Description of the task:
Tally the lines in these records that hold the string "forgotten", and reply with the number alone.

Recorded data:
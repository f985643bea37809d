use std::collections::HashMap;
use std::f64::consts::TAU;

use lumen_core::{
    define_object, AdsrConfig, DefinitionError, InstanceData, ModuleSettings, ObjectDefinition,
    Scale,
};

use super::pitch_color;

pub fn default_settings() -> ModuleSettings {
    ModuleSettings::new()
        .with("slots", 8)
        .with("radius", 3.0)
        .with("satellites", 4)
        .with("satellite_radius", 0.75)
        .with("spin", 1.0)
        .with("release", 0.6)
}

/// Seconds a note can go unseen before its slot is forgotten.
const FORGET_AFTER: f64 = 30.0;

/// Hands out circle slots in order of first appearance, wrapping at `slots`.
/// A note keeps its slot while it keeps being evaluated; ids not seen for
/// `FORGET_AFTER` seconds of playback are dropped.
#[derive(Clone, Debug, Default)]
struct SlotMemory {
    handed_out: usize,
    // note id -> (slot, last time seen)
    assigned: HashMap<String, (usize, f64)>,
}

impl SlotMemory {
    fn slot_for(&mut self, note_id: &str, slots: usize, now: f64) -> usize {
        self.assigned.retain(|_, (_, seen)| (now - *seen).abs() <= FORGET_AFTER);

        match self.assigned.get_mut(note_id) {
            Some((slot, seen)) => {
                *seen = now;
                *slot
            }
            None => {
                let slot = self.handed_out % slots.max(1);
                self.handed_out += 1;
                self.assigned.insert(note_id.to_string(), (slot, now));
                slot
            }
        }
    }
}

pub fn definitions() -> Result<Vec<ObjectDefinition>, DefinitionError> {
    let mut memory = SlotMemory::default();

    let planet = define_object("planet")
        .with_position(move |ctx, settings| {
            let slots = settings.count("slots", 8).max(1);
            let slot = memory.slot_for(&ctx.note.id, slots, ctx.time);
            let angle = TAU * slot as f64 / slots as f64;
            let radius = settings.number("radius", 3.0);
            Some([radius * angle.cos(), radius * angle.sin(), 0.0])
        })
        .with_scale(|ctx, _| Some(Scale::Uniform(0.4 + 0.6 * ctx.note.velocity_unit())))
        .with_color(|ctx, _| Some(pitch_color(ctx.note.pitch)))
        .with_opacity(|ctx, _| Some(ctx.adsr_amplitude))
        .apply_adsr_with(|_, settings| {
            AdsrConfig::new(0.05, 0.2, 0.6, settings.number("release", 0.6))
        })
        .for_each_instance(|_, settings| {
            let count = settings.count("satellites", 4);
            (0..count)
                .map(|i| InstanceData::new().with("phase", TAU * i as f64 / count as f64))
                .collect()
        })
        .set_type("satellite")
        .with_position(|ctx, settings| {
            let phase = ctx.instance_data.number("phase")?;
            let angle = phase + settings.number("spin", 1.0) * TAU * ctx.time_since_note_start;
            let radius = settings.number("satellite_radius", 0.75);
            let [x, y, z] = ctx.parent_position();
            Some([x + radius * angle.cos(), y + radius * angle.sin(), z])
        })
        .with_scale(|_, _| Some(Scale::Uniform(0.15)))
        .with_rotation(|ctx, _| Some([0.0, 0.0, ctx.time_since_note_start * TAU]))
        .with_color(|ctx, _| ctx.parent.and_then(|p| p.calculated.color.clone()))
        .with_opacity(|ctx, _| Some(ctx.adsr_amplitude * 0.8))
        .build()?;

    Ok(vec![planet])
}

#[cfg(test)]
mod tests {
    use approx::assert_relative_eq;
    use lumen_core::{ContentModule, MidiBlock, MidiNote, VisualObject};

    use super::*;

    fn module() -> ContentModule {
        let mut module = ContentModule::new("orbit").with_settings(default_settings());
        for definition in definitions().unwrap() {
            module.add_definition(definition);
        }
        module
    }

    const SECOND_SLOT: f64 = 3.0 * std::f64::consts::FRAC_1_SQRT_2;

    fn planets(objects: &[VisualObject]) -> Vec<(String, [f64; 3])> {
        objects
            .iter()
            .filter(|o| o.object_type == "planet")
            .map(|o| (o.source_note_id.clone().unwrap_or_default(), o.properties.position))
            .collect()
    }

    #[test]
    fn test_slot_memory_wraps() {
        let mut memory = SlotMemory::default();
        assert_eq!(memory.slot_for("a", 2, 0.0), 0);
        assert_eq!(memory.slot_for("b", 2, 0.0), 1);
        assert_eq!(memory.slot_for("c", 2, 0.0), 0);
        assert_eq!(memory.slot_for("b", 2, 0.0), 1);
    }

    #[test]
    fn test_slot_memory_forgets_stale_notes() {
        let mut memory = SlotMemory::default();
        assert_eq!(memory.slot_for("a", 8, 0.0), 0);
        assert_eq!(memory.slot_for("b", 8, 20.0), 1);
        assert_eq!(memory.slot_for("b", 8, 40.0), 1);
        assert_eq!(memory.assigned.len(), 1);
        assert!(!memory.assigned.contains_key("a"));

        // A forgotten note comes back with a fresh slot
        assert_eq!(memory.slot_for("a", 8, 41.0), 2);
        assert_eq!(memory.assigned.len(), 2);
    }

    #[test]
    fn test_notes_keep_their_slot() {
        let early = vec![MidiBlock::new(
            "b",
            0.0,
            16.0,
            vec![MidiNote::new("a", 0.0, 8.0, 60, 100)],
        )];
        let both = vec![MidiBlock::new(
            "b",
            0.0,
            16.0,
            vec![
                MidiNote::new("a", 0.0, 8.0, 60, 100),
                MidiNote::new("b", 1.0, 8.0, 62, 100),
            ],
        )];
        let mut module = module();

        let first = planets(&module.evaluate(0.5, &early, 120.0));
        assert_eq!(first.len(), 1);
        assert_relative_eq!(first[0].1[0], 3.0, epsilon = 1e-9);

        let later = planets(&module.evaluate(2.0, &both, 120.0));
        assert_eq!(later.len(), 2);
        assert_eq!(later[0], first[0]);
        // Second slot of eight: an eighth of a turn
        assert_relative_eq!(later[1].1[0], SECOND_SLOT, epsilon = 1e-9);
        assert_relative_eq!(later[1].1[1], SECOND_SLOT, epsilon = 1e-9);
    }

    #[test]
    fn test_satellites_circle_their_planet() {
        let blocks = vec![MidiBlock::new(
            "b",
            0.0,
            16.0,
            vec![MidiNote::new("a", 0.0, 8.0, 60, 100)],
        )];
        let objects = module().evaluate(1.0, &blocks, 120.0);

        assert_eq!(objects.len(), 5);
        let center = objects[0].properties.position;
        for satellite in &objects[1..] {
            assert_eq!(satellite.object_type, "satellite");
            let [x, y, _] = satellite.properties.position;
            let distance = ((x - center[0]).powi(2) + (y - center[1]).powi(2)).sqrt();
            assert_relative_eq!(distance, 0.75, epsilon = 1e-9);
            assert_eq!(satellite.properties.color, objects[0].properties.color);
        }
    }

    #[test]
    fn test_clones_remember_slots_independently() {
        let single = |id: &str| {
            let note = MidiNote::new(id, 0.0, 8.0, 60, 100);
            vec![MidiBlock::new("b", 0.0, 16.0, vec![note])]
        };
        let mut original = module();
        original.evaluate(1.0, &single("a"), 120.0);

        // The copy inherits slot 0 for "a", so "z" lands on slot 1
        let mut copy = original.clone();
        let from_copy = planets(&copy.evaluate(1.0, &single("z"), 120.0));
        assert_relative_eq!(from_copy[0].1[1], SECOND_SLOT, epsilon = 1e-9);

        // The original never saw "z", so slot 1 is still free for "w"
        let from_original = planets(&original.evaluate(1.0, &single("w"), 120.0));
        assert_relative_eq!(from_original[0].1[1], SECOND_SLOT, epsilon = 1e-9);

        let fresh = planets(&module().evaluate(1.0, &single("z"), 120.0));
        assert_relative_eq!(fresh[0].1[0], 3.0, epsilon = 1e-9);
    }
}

Response to the task:
2